### EXERCISE
Within the listing below, please copy exactly the lines between the line holding "serde_json::from_str(content).map_err(|e| ctx.json_error(e))?" and the line holding "Path::new(filename)", inclusive.

DATASET RECORDS: Begin

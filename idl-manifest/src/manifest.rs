use std::{
    path::{Path, PathBuf},
    str::FromStr,
};

use idlpack_ir::Package;

use crate::{
    CodegenConfig, Error, Result,
    error::SourceContext,
    lower::lower,
    schema::Schema,
};

/// Default manifest file name.
pub const MANIFEST_FILE: &str = "idl.toml";

/// A loaded package manifest.
#[derive(Debug, Clone)]
pub struct Manifest {
    /// Where the manifest was read from, if it came from disk.
    pub path: Option<PathBuf>,
    pub package: Package,
    pub codegen: CodegenConfig,
}

impl Manifest {
    /// Open and parse a manifest file.
    ///
    /// Files ending in `.json` are read as JSON, everything else as TOML.
    pub fn open(path: impl AsRef<Path>) -> Result<Self> {
        let path = path.as_ref();
        let content = std::fs::read_to_string(path).map_err(|e| {
            Box::new(Error::Io {
                path: path.to_path_buf(),
                source: e,
            })
        })?;
        let mut manifest = Self::from_str_with_filename(&content, &path.display().to_string())?;
        manifest.path = Some(path.to_path_buf());
        Ok(manifest)
    }

    /// Parse a manifest from a string with a custom filename for error
    /// reporting. The filename's extension selects the format.
    pub fn from_str_with_filename(content: &str, filename: &str) -> Result<Self> {
        let ctx = SourceContext::new(content, filename);
        let schema: Schema = if is_json(filename) {
            serde_json::from_str(content).map_err(|e| ctx.json_error(e))?
        } else {
            toml::from_str(content).map_err(|e| ctx.toml_error(e))?
        };

        let codegen = schema.codegen.clone();
        let package = lower(schema, &ctx)?;
        Ok(Self {
            path: None,
            package,
            codegen,
        })
    }

    /// The manifest's directory, against which relative paths resolve.
    pub fn root(&self) -> &Path {
        self.path
            .as_deref()
            .and_then(Path::parent)
            .filter(|dir| !dir.as_os_str().is_empty())
            .unwrap_or_else(|| Path::new("."))
    }
}

impl FromStr for Manifest {
    type Err = Box<Error>;

    fn from_str(s: &str) -> Result<Self> {
        Self::from_str_with_filename(s, MANIFEST_FILE)
    }
}

fn is_json(filename: &str) -> bool {
    Path::new(filename)
        .extension()
        .is_some_and(|ext| ext.eq_ignore_ascii_case("json"))
}
//! TypeScript class builder.

use idlpack_codegen::{CodeBuilder, CodeFragment, Renderable};

use super::Property;

/// A class constructor: parameters and body statements.
#[derive(Debug, Clone, Default)]
pub struct Constructor {
    params: Vec<(String, String)>,
    body: Vec<CodeFragment>,
}

impl Constructor {
    pub fn new() -> Self {
        Self::default()
    }

    /// Add a parameter.
    pub fn param(mut self, name: impl Into<String>, ty: impl Into<String>) -> Self {
        self.params.push((name.into(), ty.into()));
        self
    }

    /// Add a single-line statement.
    pub fn line(mut self, line: impl Into<String>) -> Self {
        self.body.push(CodeFragment::line(line));
        self
    }

    /// Add a statement in place.
    pub fn push(&mut self, fragment: CodeFragment) {
        self.body.push(fragment);
    }

    fn header(&self) -> String {
        let params = self
            .params
            .iter()
            .map(|(name, ty)| format!("{}: {}", name, ty))
            .collect::<Vec<_>>()
            .join(", ");
        format!("constructor({}) {{", params)
    }
}

impl Renderable for Constructor {
    fn to_fragments(&self) -> Vec<CodeFragment> {
        vec![CodeFragment::block(
            self.header(),
            self.body.clone(),
            Some("}".to_string()),
        )]
    }
}

/// Builder for TypeScript classes.
///
/// Properties are declared `public`; a blank line separates them from the
/// constructor.
#[derive(Debug, Clone)]
pub struct Class {
    name: String,
    extends: Option<String>,
    implements: Vec<String>,
    properties: Vec<Property>,
    constructor: Option<Constructor>,
}

impl Class {
    pub fn new(name: impl Into<String>) -> Self {
        Self {
            name: name.into(),
            extends: None,
            implements: Vec::new(),
            properties: Vec::new(),
            constructor: None,
        }
    }

    pub fn extends(mut self, base: impl Into<String>) -> Self {
        self.extends = Some(base.into());
        self
    }

    pub fn implements(mut self, interface: impl Into<String>) -> Self {
        self.implements.push(interface.into());
        self
    }

    pub fn properties(mut self, properties: impl IntoIterator<Item = Property>) -> Self {
        self.properties.extend(properties);
        self
    }

    pub fn constructor(mut self, constructor: Constructor) -> Self {
        self.constructor = Some(constructor);
        self
    }

    fn header(&self) -> String {
        let mut header = format!("export class {}", self.name);
        if let Some(base) = &self.extends {
            header.push_str(&format!(" extends {}", base));
        }
        if !self.implements.is_empty() {
            header.push_str(&format!(" implements {}", self.implements.join(", ")));
        }
        header.push_str(" {");
        header
    }

    /// Build the class as a string.
    pub fn build(&self) -> String {
        let mut builder = CodeBuilder::default();
        builder.emit(self);
        builder.build()
    }
}

impl Renderable for Class {
    fn to_fragments(&self) -> Vec<CodeFragment> {
        let mut body: Vec<CodeFragment> = self
            .properties
            .iter()
            .map(|p| CodeFragment::Line(format!("public {}", p.declaration())))
            .collect();

        if let Some(constructor) = &self.constructor {
            if !body.is_empty() {
                body.push(CodeFragment::Blank);
            }
            body.extend(constructor.to_fragments());
        }

        vec![CodeFragment::block(self.header(), body, Some("}".to_string()))]
    }
}

#[cfg(test)]
mod tests {
    use super::*;

    #[test]
    fn test_empty_class() {
        let c = Class::new("Marker").build();
        assert_eq!(c, "export class Marker {\n}\n");
    }

    #[test]
    fn test_class_header() {
        let c = Class::new("Bucket")
            .extends("runtime.Resource")
            .implements("BucketArgs")
            .build();
        assert!(c.starts_with("export class Bucket extends runtime.Resource implements BucketArgs {\n"));
    }

    #[test]
    fn test_class_with_constructor() {
        let c = Class::new("Point")
            .properties([
                Property::new("x", "number").readonly(),
                Property::new("y", "number").optional(),
            ])
            .constructor(
                Constructor::new()
                    .param("args", "PointArgs")
                    .line("super();")
                    .line("this.x = args.x;"),
            )
            .build();

        assert_eq!(
            c,
            "export class Point {\n    public readonly x: number;\n    public y?: number;\n\n    constructor(args: PointArgs) {\n        super();\n        this.x = args.x;\n    }\n}\n"
        );
    }

    #[test]
    fn test_constructor_without_properties_has_no_blank() {
        let c = Class::new("Empty")
            .constructor(Constructor::new().line("super();"))
            .build();
        assert_eq!(
            c,
            "export class Empty {\n    constructor() {\n        super();\n    }\n}\n"
        );
    }
}
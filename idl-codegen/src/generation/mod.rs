//! Output management: import tracking and resolution.

mod imports;

pub use imports::{ImportCollector, LocalImport, resolve_local, resolve_locals};
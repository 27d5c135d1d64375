mod commands;
mod logging;

use clap::Parser;
use eyre::Result;

use crate::commands::Cli;

fn main() -> Result<()> {
    color_eyre::install()?;
    logging::init();

    Cli::parse().run()
}
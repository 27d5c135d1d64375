use std::path::PathBuf;

use miette::{Diagnostic, NamedSource, SourceOffset, SourceSpan};
use thiserror::Error;

/// Result type for manifest operations (boxed to reduce size on stack)
pub type Result<T> = std::result::Result<T, Box<Error>>;

/// Source context for error reporting.
///
/// Encapsulates the source content and filename, reducing parameter passing
/// in error factory functions.
#[derive(Debug, Clone)]
pub struct SourceContext<'a> {
    src: &'a str,
    filename: &'a str,
}

impl<'a> SourceContext<'a> {
    pub fn new(src: &'a str, filename: &'a str) -> Self {
        Self { src, filename }
    }

    pub fn src(&self) -> &'a str {
        self.src
    }

    pub fn filename(&self) -> &'a str {
        self.filename
    }

    /// Create a NamedSource for miette error reporting.
    pub fn named_source(&self) -> NamedSource<String> {
        NamedSource::new(self.filename, self.src.to_string())
    }

    /// Create a parse error from a toml error.
    pub fn toml_error(&self, source: toml::de::Error) -> Box<Error> {
        let span = source.span().map(SourceSpan::from);
        Box::new(Error::Parse {
            src: self.named_source(),
            span,
            source,
        })
    }

    /// Create a parse error from a JSON error.
    pub fn json_error(&self, source: serde_json::Error) -> Box<Error> {
        let span = (source.line() > 0).then(|| {
            SourceSpan::new(
                SourceOffset::from_location(self.src, source.line(), source.column()),
                0,
            )
        });
        Box::new(Error::ParseJson {
            src: self.named_source(),
            span,
            source,
        })
    }

    /// Create a validation error, pointing at `needle` if it can be found.
    pub fn validation_error(&self, message: impl Into<String>, needle: Option<&str>) -> Box<Error> {
        Box::new(Error::Validation {
            src: self.named_source(),
            span: needle.and_then(|n| self.find(n, 0)),
            message: message.into(),
        })
    }

    pub fn duplicate_member(&self, name: &str, first_file: &str, second_file: &str) -> Box<Error> {
        let first_span = self.find_quoted(name, 0);
        let second_span = first_span.and_then(|s| self.find_quoted(name, s.offset() + s.len()));
        Box::new(Error::DuplicateMember {
            src: self.named_source(),
            first_span,
            second_span,
            name: name.to_string(),
            first_file: first_file.to_string(),
            second_file: second_file.to_string(),
        })
    }

    pub fn duplicate_file(&self, path: &str) -> Box<Error> {
        let first = self.find_quoted(path, 0);
        let span = first.and_then(|s| self.find_quoted(path, s.offset() + s.len()));
        Box::new(Error::DuplicateFile {
            src: self.named_source(),
            span,
            path: path.to_string(),
        })
    }

    /// Locate `"needle"` at or after `from`, spanning the text inside the
    /// quotes.
    fn find_quoted(&self, needle: &str, from: usize) -> Option<SourceSpan> {
        let quoted = format!("\"{}\"", needle);
        let pos = self.src.get(from..)?.find(&quoted)?;
        Some(SourceSpan::from((from + pos + 1, needle.len())))
    }

    fn find(&self, needle: &str, from: usize) -> Option<SourceSpan> {
        self.find_quoted(needle, from).or_else(|| {
            let pos = self.src.get(from..)?.find(needle)?;
            Some(SourceSpan::from((from + pos, needle.len())))
        })
    }
}

#[derive(Debug, Error, Diagnostic)]
pub enum Error {
    #[error("failed to read '{path}'")]
    #[diagnostic(help("pass the manifest location with --config"))]
    Io {
        path: PathBuf,
        #[source]
        source: std::io::Error,
    },

    #[error("failed to parse manifest")]
    #[diagnostic(code(idlpack::parse_error))]
    Parse {
        #[source_code]
        src: NamedSource<String>,
        #[label("parse error here")]
        span: Option<SourceSpan>,
        #[source]
        source: toml::de::Error,
    },

    #[error("failed to parse manifest")]
    #[diagnostic(code(idlpack::parse_error))]
    ParseJson {
        #[source_code]
        src: NamedSource<String>,
        #[label("parse error here")]
        span: Option<SourceSpan>,
        #[source]
        source: serde_json::Error,
    },

    #[error("member '{name}' is declared in both '{first_file}' and '{second_file}'")]
    #[diagnostic(
        code(idlpack::duplicate_member),
        help("member names must be unique across the whole package")
    )]
    DuplicateMember {
        #[source_code]
        src: NamedSource<String>,
        #[label("first declared here")]
        first_span: Option<SourceSpan>,
        #[label("declared again here")]
        second_span: Option<SourceSpan>,
        name: String,
        first_file: String,
        second_file: String,
    },

    #[error("file '{path}' is listed more than once")]
    #[diagnostic(code(idlpack::duplicate_file))]
    DuplicateFile {
        #[source_code]
        src: NamedSource<String>,
        #[label("listed again here")]
        span: Option<SourceSpan>,
        path: String,
    },

    #[error("{message}")]
    #[diagnostic(code(idlpack::validation_error))]
    Validation {
        #[source_code]
        src: NamedSource<String>,
        #[label("{message}")]
        span: Option<SourceSpan>,
        message: String,
    },
}
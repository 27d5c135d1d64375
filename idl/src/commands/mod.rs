mod check;
mod generate;

use check::CheckCommand;
use clap::{Parser, Subcommand};
use eyre::Result;
use generate::GenerateCommand;

/// Extension trait for exiting on manifest errors with pretty formatting
pub(crate) trait UnwrapOrExit<T> {
    fn unwrap_or_exit(self) -> T;
}

impl<T> UnwrapOrExit<T> for idlpack_manifest::Result<T> {
    fn unwrap_or_exit(self) -> T {
        match self {
            Ok(v) => v,
            Err(e) => {
                eprintln!("{:?}", miette::Report::new(*e));
                std::process::exit(1);
            }
        }
    }
}

impl<T> UnwrapOrExit<T> for idlpack_codegen::Result<T> {
    fn unwrap_or_exit(self) -> T {
        match self {
            Ok(v) => v,
            Err(e) => {
                eprintln!("{:?}", miette::Report::new(e));
                std::process::exit(1);
            }
        }
    }
}

#[derive(Parser)]
#[command(name = "idl")]
#[command(version)]
#[command(about = "Generate TypeScript declarations from IDL packages")]
pub(crate) struct Cli {
    #[command(subcommand)]
    command: Commands,
}

impl Cli {
    pub fn run(&self) -> Result<()> {
        match &self.command {
            Commands::Generate(cmd) => cmd.run(),
            Commands::Check(cmd) => cmd.run(),
        }
    }
}

#[derive(Subcommand)]
enum Commands {
    /// Generate .ts declaration files from idl.toml
    Generate(GenerateCommand),

    /// Validate idl.toml and render every file without writing
    Check(CheckCommand),
}
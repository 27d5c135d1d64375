//! Pure path arithmetic for generated files.
//!
//! All paths here are relative to a shared output root and are never touched
//! on disk.

use std::path::{Component, Path, PathBuf};

/// The generated file path for a source file: same relative location, new
/// extension.
pub fn output_path(source: &str, extension: &str) -> PathBuf {
    Path::new(source).with_extension(extension)
}

/// Remove the extension from the last segment of a `/`-separated path.
///
/// A leading dot (hidden file) is not treated as an extension separator.
pub fn strip_extension(path: &str) -> &str {
    let start = path.rfind('/').map_or(0, |i| i + 1);
    match path[start..].rfind('.') {
        Some(dot) if dot > 0 => &path[..start + dot],
        _ => path,
    }
}

/// The module specifier that imports `to` from within `from`.
///
/// Both arguments are file paths relative to the same root. The result is
/// relative to the directory containing `from`, uses `/` separators, has its
/// extension removed, and always starts with `.` (`./` is prepended when
/// needed).
///
/// Returns `None` when no such path exists: an absolute path, a path that
/// climbs above the root, or a target that names no file.
pub fn relative_module(from: &str, to: &str) -> Option<String> {
    let from = normalize(Path::new(from))?;
    let mut to = normalize(Path::new(to))?;
    let target = to.pop()?;
    let from_dir = from.split_last().map(|(_, dir)| dir)?;

    let common = from_dir
        .iter()
        .zip(&to)
        .take_while(|(a, b)| a == b)
        .count();

    let mut segments: Vec<&str> = vec![".."; from_dir.len() - common];
    segments.extend(to[common..].iter().map(String::as_str));
    segments.push(strip_extension(&target));

    let module = segments.join("/");
    if module.starts_with('.') {
        Some(module)
    } else {
        Some(format!("./{}", module))
    }
}

/// The `/`-separated form of a relative file path, with `.` and `..`
/// segments resolved.
///
/// Returns `None` for an absolute path, a path that climbs above the root,
/// or one that names no file at all.
pub fn normalize_path(path: &str) -> Option<String> {
    let parts = normalize(Path::new(path))?;
    if parts.is_empty() {
        return None;
    }
    Some(parts.join("/"))
}

fn normalize(path: &Path) -> Option<Vec<String>> {
    let mut parts = Vec::new();
    for component in path.components() {
        match component {
            Component::CurDir => {}
            Component::Normal(part) => parts.push(part.to_str()?.to_string()),
            Component::ParentDir => {
                parts.pop()?;
            }
            Component::RootDir | Component::Prefix(_) => return None,
        }
    }
    Some(parts)
}
use serde::Serialize;

/// No-data marker shown on the status surface before any sample exists.
const NO_DATA: &str = "—";

pub(crate) fn format_latency(ms: f64) -> String {
    format!("{ms:.1} ms")
}

/// Session-wide run outcome counters and latency history.
///
/// Built once at session start and mutated only by the run controller when a
/// run completes. Failed runs count toward `failures` but contribute no
/// latency sample, so `durations.len()` always equals the success count.
#[derive(Debug, Default)]
pub struct Telemetry {
    success: u64,
    failures: u64,
    durations: Vec<f64>,
}

impl Telemetry {
    pub fn new() -> Self {
        Self::default()
    }

    pub fn record_success(&mut self, duration_ms: f64) {
        self.success += 1;
        self.durations.push(duration_ms);
    }

    pub fn record_failure(&mut self) {
        self.failures += 1;
    }

    pub fn success_count(&self) -> u64 {
        self.success
    }

    pub fn failure_count(&self) -> u64 {
        self.failures
    }

    /// Arithmetic mean of the latency history, 0.0 when no sample exists.
    pub fn average_latency(&self) -> f64 {
        if self.durations.is_empty() {
            return 0.0;
        }
        self.durations.iter().sum::<f64>() / self.durations.len() as f64
    }

    pub fn last_latency(&self) -> Option<f64> {
        self.durations.last().copied()
    }

    pub fn snapshot(&self) -> TelemetrySnapshot {
        let average = self.average_latency();
        let last = self.last_latency();
        TelemetrySnapshot {
            runs: self.success,
            failures: self.failures,
            average_ms: average,
            average_display: if self.durations.is_empty() {
                NO_DATA.to_string()
            } else {
                format_latency(average)
            },
            last_ms: last,
            last_display: last.map(format_latency).unwrap_or_else(|| NO_DATA.to_string()),
        }
    }
}

/// Read-only projection of [`Telemetry`] for the status surface.
#[derive(Debug, Clone, Serialize)]
pub struct TelemetrySnapshot {
    pub runs: u64,
    pub failures: u64,
    pub average_ms: f64,
    pub average_display: String,
    pub last_ms: Option<f64>,
    pub last_display: String,
}

#[cfg(test)]
mod tests {
    use super::*;

    #[test]
    fn test_counts_sum_to_completed_runs() {
        let mut t = Telemetry::new();
        t.record_success(10.0);
        t.record_failure();
        t.record_success(20.0);
        t.record_failure();
        t.record_failure();
        assert_eq!(t.success_count() + t.failure_count(), 5);
        assert_eq!(t.success_count(), 2);
        assert_eq!(t.failure_count(), 3);
    }

    #[test]
    fn test_failures_add_no_latency_sample() {
        let mut t = Telemetry::new();
        t.record_failure();
        t.record_failure();
        assert_eq!(t.last_latency(), None);
        assert_eq!(t.snapshot().runs, 0);
    }

    #[test]
    fn test_average_on_empty_history_is_zero() {
        let t = Telemetry::new();
        assert_eq!(t.average_latency(), 0.0);
        assert_eq!(t.last_latency(), None);
    }

    #[test]
    fn test_sequential_runs_average_and_last() {
        let mut t = Telemetry::new();
        t.record_success(50.0);
        t.record_success(30.0);
        assert_eq!(t.last_latency(), Some(30.0));
        assert_eq!(t.average_latency(), 40.0);
    }

    #[test]
    fn test_snapshot_formats_one_decimal_with_unit() {
        let mut t = Telemetry::new();
        t.record_success(50.0);
        t.record_success(30.0);
        let snap = t.snapshot();
        assert_eq!(snap.average_display, "40.0 ms");
        assert_eq!(snap.last_display, "30.0 ms");
        assert_eq!(snap.runs, 2);
    }

    #[test]
    fn test_snapshot_empty_uses_no_data_marker() {
        let snap = Telemetry::new().snapshot();
        assert_eq!(snap.average_display, "—");
        assert_eq!(snap.last_display, "—");
        assert_eq!(snap.last_ms, None);
    }

    #[test]
    fn test_format_latency_rounds_to_one_decimal() {
        assert_eq!(format_latency(43.16), "43.2 ms");
        assert_eq!(format_latency(0.0), "0.0 ms");
    }
}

DATASET RECORDS: End

### ANSWER TO THIS PROBLEM
            serde_json::from_str(content).map_err(|e| ctx.json_error(e))?
        } else {
            toml::from_str(content).map_err(|e| ctx.toml_error(e))?
        };

        let codegen = schema.codegen.clone();
        let package = lower(schema, &ctx)?;
        Ok(Self {
            path: None,
            package,
            codegen,
        })
    }

    /// The manifest's directory, against which relative paths resolve.
    pub fn root(&self) -> &Path {
        self.path
            .as_deref()
            .and_then(Path::parent)
            .filter(|dir| !dir.as_os_str().is_empty())
            .unwrap_or_else(|| Path::new("."))
    }
}

impl FromStr for Manifest {
    type Err = Box<Error>;

    fn from_str(s: &str) -> Result<Self> {
        Self::from_str_with_filename(s, MANIFEST_FILE)
    }
}

fn is_json(filename: &str) -> bool {
    Path::new(filename)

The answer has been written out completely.